Review: How “Parasite” Exposes our Modern Idolatry

by | Jan 31, 2020 | Economics, Film, In the News, Pop Culture, Uncategorized

Economic inequality is growing and becoming ever more entrenched, and the South Korean film, Parasite demonstrates viscerally and compellingly the peril of this trend. The film’s primary focus is on a lower-class family, the Kims, and how socio-economic inequality affects their relationships with both their wealthy employers, the Park family, and their fellow poor. In comedic and horrifying ways, Parasite explores how the wealth gap breeds ignorance among the rich and competition among the poor, which descends into indiscriminate violence. In terms of our Christian calling, Parasite reveals in raw and extreme ways how inequality can prevent us from loving our neighbor.

Early in the film, we see contrasts between the spaces occupied by the poor and the rich. The Kim family is introduced in their cramped and dirty semi-basement, searching for free wi-fi and opening their windows for a free extermination as their street is fumigated. They must poach what they cannot afford from the outside world, which leaves them exposed and vulnerable to toxins, inebriated passersby and bad weather.

The Parks’ home, meanwhile, sits atop a hill and is surrounded by a concrete wall with an electric entryway. Inside, there is a lush, green lawn and a spacious house. The Parks occupy a different world, as their wealth has allowed them to construct an enclosed paradise with walls meant to keep people like the Kims out.

But this walled-off home also reflects their ignorance of the world beyond their wealthy bubble. The family’s naivete allows Ki-woo, the Kim family’s son, to get a job tutoring English with fraudulent credentials and a fake name. He then seizes an opportunity to orchestrate a con job that gets his whole family employed by the Parks in the same way.

The Parks want nothing to do with society’s poor, which is demonstrated by their recurring disgust at the odor of their new employees. The Parks’ father, Dong-ik declares, “That smell crosses the line.” It is the smell that comes from a semi-basement and constant exposure to the city’s underbelly. This smell triggers the Parks’ suspicion that something is amiss in their pristine, self-contained world.

While ignorance and classism set the rich and poor at odds, competition antagonizes the poor against one another. To gain their positions, the Kims push out the established housekeeper and driver through subterfuge. Later on, when the former housekeeper pleads for help from Kim Chung-sook, the mother of the Kim family and new housekeeper, Chung-sook contemptuously refuses. She will not risk her newfound status by associating herself with this woman’s pathetic state. The conflict descends from there and the viewer wonders with anxious suspense how far the Kims will go to protect their privileged employment.

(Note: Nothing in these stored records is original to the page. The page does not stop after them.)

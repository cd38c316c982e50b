//! Status fields shared between the worker and the UI.

use core::cell::RefCell;
use core::sync::atomic::{AtomicBool, AtomicU8, Ordering};

use embassy_sync::blocking_mutex::raw::CriticalSectionRawMutex;
use embassy_sync::blocking_mutex::Mutex;
use heapless::String;

/// Longest operator name kept.
pub const MAX_OPERATOR: usize = 24;

/// CSQ value meaning "not known".
pub const CSQ_UNKNOWN: u8 = 99;

/// Worker state.
#[derive(Debug, Clone, Copy, PartialEq, Eq)]
#[cfg_attr(feature = "defmt", derive(defmt::Format))]
#[repr(u8)]
pub enum ModemState {
    /// Rail off.
    Off = 0,
    /// Power sequence and AT probing.
    PoweringOn = 1,
    /// Echo, text mode, charset, URCs.
    Initializing = 2,
    /// Waiting for `+CREG` home or roaming.
    Registering = 3,
    /// Serving SMS.
    Ready = 4,
    /// Waiting to restart.
    Error = 5,
}

impl ModemState {
    fn from_u8(v: u8) -> Self {
        match v {
            1 => Self::PoweringOn,
            2 => Self::Initializing,
            3 => Self::Registering,
            4 => Self::Ready,
            5 => Self::Error,
            _ => Self::Off,
        }
    }

    /// Status-bar label.
    pub fn label(self) -> &'static str {
        match self {
            Self::Off => "Off",
            Self::PoweringOn => "Starting",
            Self::Initializing => "Init",
            Self::Registering => "Searching",
            Self::Ready => "Ready",
            Self::Error => "Error",
        }
    }
}

/// Eventually-consistent modem status.
pub struct ModemStatus {
    state: AtomicU8,
    csq: AtomicU8,
    operator: Mutex<CriticalSectionRawMutex, RefCell<String<MAX_OPERATOR>>>,
    shutdown: AtomicBool,
}

impl ModemStatus {
    /// Off, unknown signal, no operator.
    pub const fn new() -> Self {
        Self {
            state: AtomicU8::new(ModemState::Off as u8),
            csq: AtomicU8::new(CSQ_UNKNOWN),
            operator: Mutex::new(RefCell::new(String::new())),
            shutdown: AtomicBool::new(false),
        }
    }

    /// Current worker state.
    pub fn state(&self) -> ModemState {
        ModemState::from_u8(self.state.load(Ordering::Acquire))
    }

    pub(crate) fn set_state(&self, state: ModemState) {
        let old = self.state.swap(state as u8, Ordering::AcqRel);
        if old != state as u8 {
            tracing::info!("modem: {} -> {}", ModemState::from_u8(old).label(), state.label());
        }
    }

    /// Last CSQ reading (0..=31, or [`CSQ_UNKNOWN`]).
    pub fn csq(&self) -> u8 {
        self.csq.load(Ordering::Relaxed)
    }

    pub(crate) fn set_csq(&self, csq: u8) {
        self.csq.store(csq, Ordering::Relaxed);
    }

    /// Signal bars 0..=4 for the status line.
    pub fn bars(&self) -> u8 {
        match self.csq() {
            CSQ_UNKNOWN | 0..=1 => 0,
            2..=9 => 1,
            10..=14 => 2,
            15..=19 => 3,
            _ => 4,
        }
    }

    /// Registered operator name (empty until known).
    pub fn operator(&self) -> String<MAX_OPERATOR> {
        self.operator.lock(|op| op.borrow().clone())
    }

    pub(crate) fn set_operator(&self, name: &str) {
        self.operator.lock(|op| {
            let mut op = op.borrow_mut();
            op.clear();
            for c in name.chars() {
                if op.push(c).is_err() {
                    break;
                }
            }
        });
    }

    /// Ask the worker to power the modem down and return.
    pub fn request_shutdown(&self) {
        self.shutdown.store(true, Ordering::Release);
    }

    pub(crate) fn take_shutdown(&self) -> bool {
        self.shutdown.swap(false, Ordering::AcqRel)
    }

    pub(crate) fn reset(&self) {
        self.set_csq(CSQ_UNKNOWN);
        self.set_operator("");
    }
}

impl Default for ModemStatus {
    fn default() -> Self {
        Self::new()
    }
}

/// Process-wide modem status.
pub static MODEM_STATUS: ModemStatus = ModemStatus::new();

#[cfg(test)]
mod tests {
    use super::*;

    #[test]
    fn test_state_round_trips_through_atom() {
        let s = ModemStatus::new();
        assert_eq!(s.state(), ModemState::Off);
        s.set_state(ModemState::Registering);
        assert_eq!(s.state(), ModemState::Registering);
    }

    #[test]
    fn test_operator_truncated() {
        let s = ModemStatus::new();
        s.set_operator("An Extremely Long Operator Name Indeed");
        assert_eq!(s.operator().len(), MAX_OPERATOR);
    }

    #[test]
    fn test_bars() {
        let s = ModemStatus::new();
        assert_eq!(s.bars(), 0);
        s.set_csq(21);
        assert_eq!(s.bars(), 4);
        s.set_csq(12);
        assert_eq!(s.bars(), 2);
    }

    #[test]
    fn test_shutdown_request_consumed_once() {
        let s = ModemStatus::new();
        s.request_shutdown();
        assert!(s.take_shutdown());
        assert!(!s.take_shutdown());
    }
}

The film ends on a despondent note that leaves the viewer dispirited about the prospects of change. As Christians, though, we must ask if this hopelessness is as inevitable as the film suggests. My assessment is that in a society in which wealth is idolized, yes it is. Parasite demonstrates that when wealth is a society’s sole goal, the rich will insulate their possessions and preserve their status while the poor will do anything to inch closer to their ranks to find security and dignity.

Jesus is very blunt: “You cannot serve God and mammon.” Our faith provides a different social model in which our dignity is not found in wealth, but in God’s unconditional love. In such a society, the love of neighbor is our central aim. The Parks recoiled at the Kims’ odor, but Pope Francis has called for pastors to smell like the sheep. The walls around the Parks’ home call to mind the border wall but also the physical and mental walls within countries, ours especially, that segregate classes and too often go unnoticed. Love compels us to overcome these barriers, to encounter and accompany the marginalized.

St. Ignatius said the strategy of the evil spirit is to first entice us with riches, which bring honors and pride, and in this way we become self-absorbed and deaf to Christ’s call. To follow Christ and love our neighbor requires relinquishing our attachment to wealth. This does not necessarily entail giving away all material possessions (though in some cases it can). But it does mean that everything we have is to be used for the good of others, and Scripture and Church teaching make clear that when considering others, the poor have priority. The power of Parasite lies in its gripping and haunting depiction of the evil we, rich and poor alike, are capable of when we neglect this call and choose to love wealth over our neighbor.